> Required action:
Look through the data below. Show each line where the string "framework" occurs.

Supplied records START

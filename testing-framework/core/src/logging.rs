use tracing_subscriber::{EnvFilter, fmt::TestWriter};

/// Installs a compact test-friendly subscriber filtered by `RUST_LOG`
/// (default `info`). Later calls are no-ops.
pub fn init() {
    let filter = EnvFilter::try_from_default_env().unwrap_or_else(|_| EnvFilter::new("info"));
    let _ = tracing_subscriber::fmt()
        .with_env_filter(filter)
        .compact()
        .with_writer(TestWriter::default())
        .try_init();
}
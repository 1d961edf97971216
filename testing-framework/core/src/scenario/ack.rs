use std::{fmt, time::Duration};

use thiserror::Error;
use tokio::time::sleep;
use tracing::{debug, info};

use crate::{
    chain::{ChainError, NetworkHandle},
    config::Settings,
    ibc::{Acknowledgement, Packet, PacketEvent, PacketRef},
};

/// Packet and height window an acknowledgement wait covered.
#[derive(Clone, Debug, Eq, PartialEq)]
pub struct AckWindow {
    pub chain_id: String,
    pub path: String,
    pub port: String,
    pub channel: String,
    pub sequence: u64,
    pub from_height: u64,
    pub to_height: u64,
}

impl AckWindow {
    fn new(chain_id: &str, packet: &PacketRef, from_height: u64, to_height: u64) -> Self {
        Self {
            chain_id: chain_id.to_owned(),
            path: packet.path_name().to_owned(),
            port: packet.source_port.clone(),
            channel: packet.source_channel.clone(),
            sequence: packet.sequence,
            from_height,
            to_height,
        }
    }
}

impl fmt::Display for AckWindow {
    fn fmt(&self, f: &mut fmt::Formatter<'_>) -> fmt::Result {
        write!(
            f,
            "packet {}/{}#{} on path {} ({} heights {}..={})",
            self.port,
            self.channel,
            self.sequence,
            self.path,
            self.chain_id,
            self.from_height,
            self.to_height
        )
    }
}

#[derive(Debug, Error)]
pub enum AckError {
    /// Nothing matched inside the window, or the chain stopped producing
    /// blocks before the window closed.
    #[error("no acknowledgement for {window}: {reason}")]
    Timeout { window: AckWindow, reason: String },
    /// The destination application rejected the packet.
    #[error("error acknowledgement at height {height} for {window}: {reason}")]
    Mismatch {
        window: AckWindow,
        height: u64,
        reason: String,
    },
    #[error("{window} timed out at height {height} instead of being acknowledged")]
    PacketTimedOut { window: AckWindow, height: u64 },
    #[error("querying {window} failed: {source}")]
    Query {
        window: AckWindow,
        #[source]
        source: ChainError,
    },
}

impl AckError {
    #[must_use]
    pub const fn window(&self) -> &AckWindow {
        match self {
            Self::Timeout { window, .. }
            | Self::Mismatch { window, .. }
            | Self::PacketTimedOut { window, .. }
            | Self::Query { window, .. } => window,
        }
    }
}

/// Bounded, height-by-height search for the resolution of one packet on its
/// source chain.
#[derive(Clone, Copy, Debug)]
pub struct AckWaiter {
    poll_interval: Duration,
    height_poll_attempts: u32,
}

impl Default for AckWaiter {
    fn default() -> Self {
        Self::from_settings(&Settings::default())
    }
}

enum Resolution {
    Ack(Acknowledgement),
    TimedOut(Packet),
}

impl AckWaiter {
    #[must_use]
    pub const fn new(poll_interval: Duration, height_poll_attempts: u32) -> Self {
        Self {
            poll_interval,
            height_poll_attempts,
        }
    }

    #[must_use]
    pub const fn from_settings(settings: &Settings) -> Self {
        Self::new(settings.ack_poll_interval, settings.height_poll_attempts)
    }

    /// Returns the success acknowledgement for `packet` found on `network`
    /// within `from_height..=to_height`. An error acknowledgement is reported
    /// as [`AckError::Mismatch`], an exhausted window as [`AckError::Timeout`].
    pub async fn poll_for_ack(
        &self,
        network: &dyn NetworkHandle,
        from_height: u64,
        to_height: u64,
        packet: &PacketRef,
    ) -> Result<Acknowledgement, AckError> {
        let window = AckWindow::new(network.chain_id(), packet, from_height, to_height);
        match self.scan(network, &window, packet).await? {
            (_, Resolution::Ack(ack @ Acknowledgement::Success(_))) => {
                info!(%window, "packet acknowledged");
                Ok(ack)
            }
            (height, Resolution::Ack(Acknowledgement::Error(reason))) => Err(AckError::Mismatch {
                window,
                height,
                reason,
            }),
            (height, Resolution::TimedOut(_)) => Err(AckError::PacketTimedOut { window, height }),
        }
    }

    /// Returns the timed-out packet once `network` records its timeout within
    /// the window.
    pub async fn poll_for_timeout(
        &self,
        network: &dyn NetworkHandle,
        from_height: u64,
        to_height: u64,
        packet: &PacketRef,
    ) -> Result<Packet, AckError> {
        let window = AckWindow::new(network.chain_id(), packet, from_height, to_height);
        match self.scan(network, &window, packet).await? {
            (_, Resolution::TimedOut(packet)) => {
                info!(%window, "packet timed out");
                Ok(packet)
            }
            (height, Resolution::Ack(ack)) => Err(AckError::Mismatch {
                window,
                height,
                reason: format!("acknowledged ({ack}) instead of timing out"),
            }),
        }
    }

    async fn scan(
        &self,
        network: &dyn NetworkHandle,
        window: &AckWindow,
        packet: &PacketRef,
    ) -> Result<(u64, Resolution), AckError> {
        for height in window.from_height..=window.to_height {
            self.await_height(network, window, height).await?;

            let events = network
                .packet_events(height)
                .await
                .map_err(|source| AckError::Query {
                    window: window.clone(),
                    source,
                })?;

            for event in events {
                if !packet.matches(event.packet()) {
                    continue;
                }
                debug!(%window, height, "packet resolved");
                return Ok(match event {
                    PacketEvent::Acknowledged { ack, .. } => (height, Resolution::Ack(ack)),
                    PacketEvent::TimedOut { packet } => (height, Resolution::TimedOut(packet)),
                });
            }
        }

        Err(AckError::Timeout {
            window: window.clone(),
            reason: "window exhausted".to_owned(),
        })
    }

    async fn await_height(
        &self,
        network: &dyn NetworkHandle,
        window: &AckWindow,
        height: u64,
    ) -> Result<(), AckError> {
        for attempt in 0..=self.height_poll_attempts {
            let current = network.height().await.map_err(|source| AckError::Query {
                window: window.clone(),
                source,
            })?;
            if current >= height {
                return Ok(());
            }
            if attempt < self.height_poll_attempts {
                sleep(self.poll_interval).await;
            }
        }

        Err(AckError::Timeout {
            window: window.clone(),
            reason: format!(
                "chain stalled below height {height} after {} polls",
                self.height_poll_attempts
            ),
        })
    }
}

Supplied records END

> Exercise result:
filename testing-framework/core/src/logging.rs
filename testing-framework/core/src/scenario/ack.rs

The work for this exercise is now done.